# Le moralisme politique spéculatif
par [[Midelt Bernard de (1934-2024)|Bernard de Midelt]]
L’action politique remplacée par une unité principielle fondée sur des préceptes moraux (naturels ou surnaturels).
**1. Un universalisme moral**
Le [[Broglie Guy de, sj (1889-1983)|Père de Broglie]] a écrit son article[^1] dans le feu des passions entourant la condamnation de l'Action Française[^2]. Le moralisme politique était alors une doctrine hypocritement mise en avant pour justifier les campagnes hostiles à Charles Maurras, que l'on accusait d'être un dangereux disciple de Machiavel. On se complut alors dans certains contresens, passés depuis dans le domaine des lieux communs. Par exemple, on reprocha à Maurras l'emploi de la formule « politique d'abord », par laquelle il signifiait l'urgence de poser la question du régime, et son hostilité tactique à toute reconnaissance des institutions de fait. Mais on dévia la formule de son sens, en laissant entendre que le chef de l'Action Française plaçait la politique avant la morale naturelle, ce qui est proprement machiavélique.
Au-delà des passions du moment, le moralisme politique poursuivit néanmoins son chemin, pour renforcer le courant d'acceptation de l'ordre (révolutionnaire) établi, inauguré avec la politique du Ralliement, à la fin du dix-neuvième siècle.
Les représentants les plus importants de ce mouvement intellectuel furent, dans les années 1930, Joseph VIALATOUX[^3] et Jacques MARITAIN.
Ce dernier fut à l'origine d'un tournant intellectuel, avec la publication de « _Primauté du_ _Spirituel_ » (1927), d'où il devait tirer « _Humanisme intégral_ », publié en 1936.

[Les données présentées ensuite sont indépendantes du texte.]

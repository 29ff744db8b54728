// Copyright (c) 2025 Kirky.X
//
// Licensed under the MIT License
// See LICENSE file in the project root for full license information.

use serde_json::Value;
use std::sync::Arc;
use thiserror::Error;
use tracing::{debug, info, instrument};

use crate::config::settings::AnalysisSettings;
use crate::domain::models::seo::{Industry, SeoAnalysisResult};
use crate::domain::services::llm_service::{LlmClient, LlmError};

const META_TITLE_MAX_CHARS: usize = 60;
const META_DESCRIPTION_MAX_CHARS: usize = 160;

const SYSTEM_PROMPT: &str =
    "You are an SEO analyst. You read website content and answer with a single valid JSON object.";

/// 内容分析错误
#[derive(Error, Debug)]
pub enum AnalysisError {
    #[error("Content too short for analysis: {actual} chars (minimum {minimum})")]
    ContentTooShort { actual: usize, minimum: usize },
    #[error("Could not parse model response: {0}")]
    UnparsableResponse(String),
    #[error("Model not configured: {0}")]
    NotConfigured(String),
    #[error(transparent)]
    Llm(LlmError),
}

impl From<LlmError> for AnalysisError {
    fn from(err: LlmError) -> Self {
        match err {
            LlmError::NotConfigured(msg) => AnalysisError::NotConfigured(msg),
            other => AnalysisError::Llm(other),
        }
    }
}

impl AnalysisError {
    pub fn is_retryable(&self) -> bool {
        match self {
            AnalysisError::Llm(e) => e.is_retryable(),
            _ => false,
        }
    }
}

/// SEO分析服务
///
/// 将聚合后的站点文本交给模型，返回经过清洗的关键词、地区、行业和元信息
pub struct AnalysisService {
    llm: Arc<dyn LlmClient>,
    settings: AnalysisSettings,
}

impl AnalysisService {
    pub fn new(llm: Arc<dyn LlmClient>, settings: AnalysisSettings) -> Self {
        Self { llm, settings }
    }

    #[instrument(skip(self, text), fields(chars = text.chars().count()))]
    pub async fn analyze(&self, text: &str) -> Result<SeoAnalysisResult, AnalysisError> {
        let actual = text.trim().chars().count();
        if actual < self.settings.min_content_length {
            return Err(AnalysisError::ContentTooShort {
                actual,
                minimum: self.settings.min_content_length,
            });
        }

        let content = truncate_chars(text, self.settings.max_content_length);
        let prompt = build_prompt(content);

        let completion = self.llm.complete(SYSTEM_PROMPT, &prompt).await?;
        debug!("Model used {} tokens", completion.usage.total_tokens);

        let raw = extract_json_object(&completion.content).ok_or_else(|| {
            AnalysisError::UnparsableResponse("no JSON object in model response".to_string())
        })?;
        let value: Value = serde_json::from_str(raw)
            .map_err(|e| AnalysisError::UnparsableResponse(e.to_string()))?;

        let result = sanitize(&value, self.settings.max_keywords);
        info!(
            "Analysis produced {} keywords, industry {}",
            result.keywords.len(),
            result.industry
        );
        Ok(result)
    }
}

fn build_prompt(content: &str) -> String {
    let industries: Vec<&str> = Industry::ALL.iter().map(|i| i.as_str()).collect();
    format!(
        "Analyze the following website content and respond with ONLY a JSON object with these keys:\n\
         - \"keywords\": array of up to 10 search keywords this business should rank for\n\
         - \"location\": the primary city or region the business serves, or null\n\
         - \"industry\": one of [{}]\n\
         - \"metaTitle\": an SEO page title of at most 60 characters\n\
         - \"metaDescription\": an SEO meta description of at most 160 characters\n\n\
         Website content:\n{}",
        industries.join(", "),
        content
    )
}

/// 按字符截断，不会切断多字节字符
fn truncate_chars(text: &str, max_chars: usize) -> &str {
    match text.char_indices().nth(max_chars) {
        Some((idx, _)) => &text[..idx],
        None => text,
    }
}

/// 找到第一个括号平衡的 JSON 对象
///
/// 字符串字面量中的括号和转义字符不参与计数
pub fn extract_json_object(text: &str) -> Option<&str> {
    let start = text.find('{')?;
    let mut depth = 0usize;
    let mut in_string = false;
    let mut escaped = false;

    for (offset, ch) in text[start..].char_indices() {
        if in_string {
            if escaped {
                escaped = false;
            } else if ch == '\\' {
                escaped = true;
            } else if ch == '"' {
                in_string = false;
            }
            continue;
        }

        match ch {
            '"' => in_string = true,
            '{' => depth += 1,
            '}' => {
                depth -= 1;
                if depth == 0 {
                    return Some(&text[start..start + offset + ch.len_utf8()]);
                }
            }
            _ => {}
        }
    }

    None
}

fn string_field<'a>(value: &'a Value, keys: &[&str]) -> Option<&'a str> {
    keys.iter()
        .find_map(|k| value.get(*k).and_then(Value::as_str))
        .map(str::trim)
        .filter(|s| !s.is_empty())
}

/// 清洗模型输出，字段不合法时退化为默认值而不是报错
pub fn sanitize(value: &Value, max_keywords: usize) -> SeoAnalysisResult {
    let keywords = value
        .get("keywords")
        .and_then(Value::as_array)
        .map(|items| {
            items
                .iter()
                .filter_map(Value::as_str)
                .map(str::trim)
                .filter(|k| !k.is_empty())
                .take(max_keywords)
                .map(str::to_string)
                .collect()
        })
        .unwrap_or_default();

    let industry = string_field(value, &["industry"])
        .map(Industry::coerce)
        .unwrap_or_default();

    SeoAnalysisResult {
        keywords,
        location: string_field(value, &["location"]).map(str::to_string),
        industry,
        meta_title: string_field(value, &["metaTitle", "meta_title"])
            .map(|t| truncate_chars(t, META_TITLE_MAX_CHARS).to_string()),
        meta_description: string_field(value, &["metaDescription", "meta_description"])
            .map(|d| truncate_chars(d, META_DESCRIPTION_MAX_CHARS).to_string()),
        success: true,
        error: None,
    }
}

_Primauté du Spirituel_ est un ouvrage assez contrasté, où sont mêlés des éléments de doctrine chrétienne classique (sur la finalité de l'ordre politique), certains témoignages rendus en faveur de Charles Maurras dans le sens de la correction des calomnies mentionnées plus haut, et enfin des positions nouvelles, prises au nom d'un _universalisme_ supposé catholique, opposé au nationalisme de l'Action Française. Maritain prétend unir les catholiques, par dessus leurs divisions politiques, sur le terrain d'un _essentiel_ commun. Oubliant leurs options pratiques - mises ainsi sur un pied d'égalité de fait - les catholiques, français en particulier, arriveraient à une certaine unité d'action effective.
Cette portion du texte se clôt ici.